▶ _What is needed_:
Every line below that includes "Result" counts toward the total. Report that total alone.

▶ _Material shown_:
use std::{
    collections::HashMap,
    sync::{
        atomic::{AtomicBool, AtomicUsize, Ordering},
        Mutex, MutexGuard,
    },
};

use anyhow::{anyhow, bail, Result};
use async_trait::async_trait;

use crate::models::{RoadSegment, SurveySession, TelemetrySample};
use crate::vibration::RoadCondition;

use super::SurveyStore;

#[derive(Default)]
struct Tables {
    sessions: HashMap<String, SurveySession>,
    telemetry: Vec<TelemetrySample>,
    segments: Vec<RoadSegment>,
}

/// In-process store. `set_failing(true)` makes every call fail, which is how
/// an unreachable backend is simulated.
#[derive(Default)]
pub struct MemoryStore {
    tables: Mutex<Tables>,
    failing: AtomicBool,
    telemetry_batches: AtomicUsize,
}

impl MemoryStore {
    pub fn new() -> Self {
        Self::default()
    }

    pub fn set_failing(&self, failing: bool) {
        self.failing.store(failing, Ordering::SeqCst);
    }

    /// Number of successful telemetry batch inserts.
    pub fn telemetry_batches(&self) -> usize {
        self.telemetry_batches.load(Ordering::SeqCst)
    }

    pub fn session_count(&self) -> usize {
        self.lock().sessions.len()
    }

    fn check(&self) -> Result<()> {
        if self.failing.load(Ordering::SeqCst) {
            bail!("store unavailable");
        }
        Ok(())
    }

    fn lock(&self) -> MutexGuard<'_, Tables> {
        match self.tables.lock() {
            Ok(guard) => guard,
            Err(poisoned) => poisoned.into_inner(),
        }
    }
}

#[async_trait]
impl SurveyStore for MemoryStore {
    async fn create_session(&self, session: &SurveySession) -> Result<()> {
        self.check()?;
        let mut tables = self.lock();
        if tables.sessions.contains_key(&session.id) {
            bail!("session {} already exists", session.id);
        }
        tables.sessions.insert(session.id.clone(), session.clone());
        Ok(())
    }

    async fn update_session(&self, session: &SurveySession) -> Result<()> {
        self.check()?;
        let mut tables = self.lock();
        let slot = tables
            .sessions
            .get_mut(&session.id)
            .ok_or_else(|| anyhow!("session {} not found", session.id))?;
        *slot = session.clone();
        Ok(())
    }

    async fn get_session(&self, session_id: &str) -> Result<Option<SurveySession>> {
        self.check()?;
        Ok(self.lock().sessions.get(session_id).cloned())
    }

    async fn delete_session(&self, session_id: &str) -> Result<()> {
        self.check()?;
        let mut tables = self.lock();
        tables.sessions.remove(session_id);
        tables.telemetry.retain(|s| s.session_id != session_id);
        tables.segments.retain(|s| s.session_id != session_id);
        Ok(())
    }

    async fn insert_telemetry_batch(&self, samples: &[TelemetrySample]) -> Result<()> {
        self.check()?;
        self.lock().telemetry.extend_from_slice(samples);
        self.telemetry_batches.fetch_add(1, Ordering::SeqCst);
        Ok(())
    }

    async fn get_telemetry_for_session(&self, session_id: &str) -> Result<Vec<TelemetrySample>> {
        self.check()?;
        Ok(self
            .lock()
            .telemetry
            .iter()
            .filter(|s| s.session_id == session_id)
            .cloned()
            .collect())
    }

    async fn insert_segment(&self, segment: &RoadSegment) -> Result<()> {
        self.check()?;
        self.lock().segments.push(segment.clone());
        Ok(())
    }

    async fn get_segments_for_session(&self, session_id: &str) -> Result<Vec<RoadSegment>> {
        self.check()?;
        let mut segments: Vec<RoadSegment> = self
            .lock()
            .segments
            .iter()
            .filter(|s| s.session_id == session_id)
            .cloned()
            .collect();
        segments.sort_by(|a, b| a.start_distance_m.total_cmp(&b.start_distance_m));
        Ok(segments)
    }

    async fn update_segment_condition(
        &self,
        segment_id: &str,
        manual_condition: Option<RoadCondition>,
    ) -> Result<()> {
        self.check()?;
        let mut tables = self.lock();
        let segment = tables
            .segments
            .iter_mut()
            .find(|s| s.id == segment_id)
            .ok_or_else(|| anyhow!("segment {segment_id} not found"))?;
        segment.manual_condition = manual_condition;
        Ok(())
    }
}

▶ _Expected output_:
11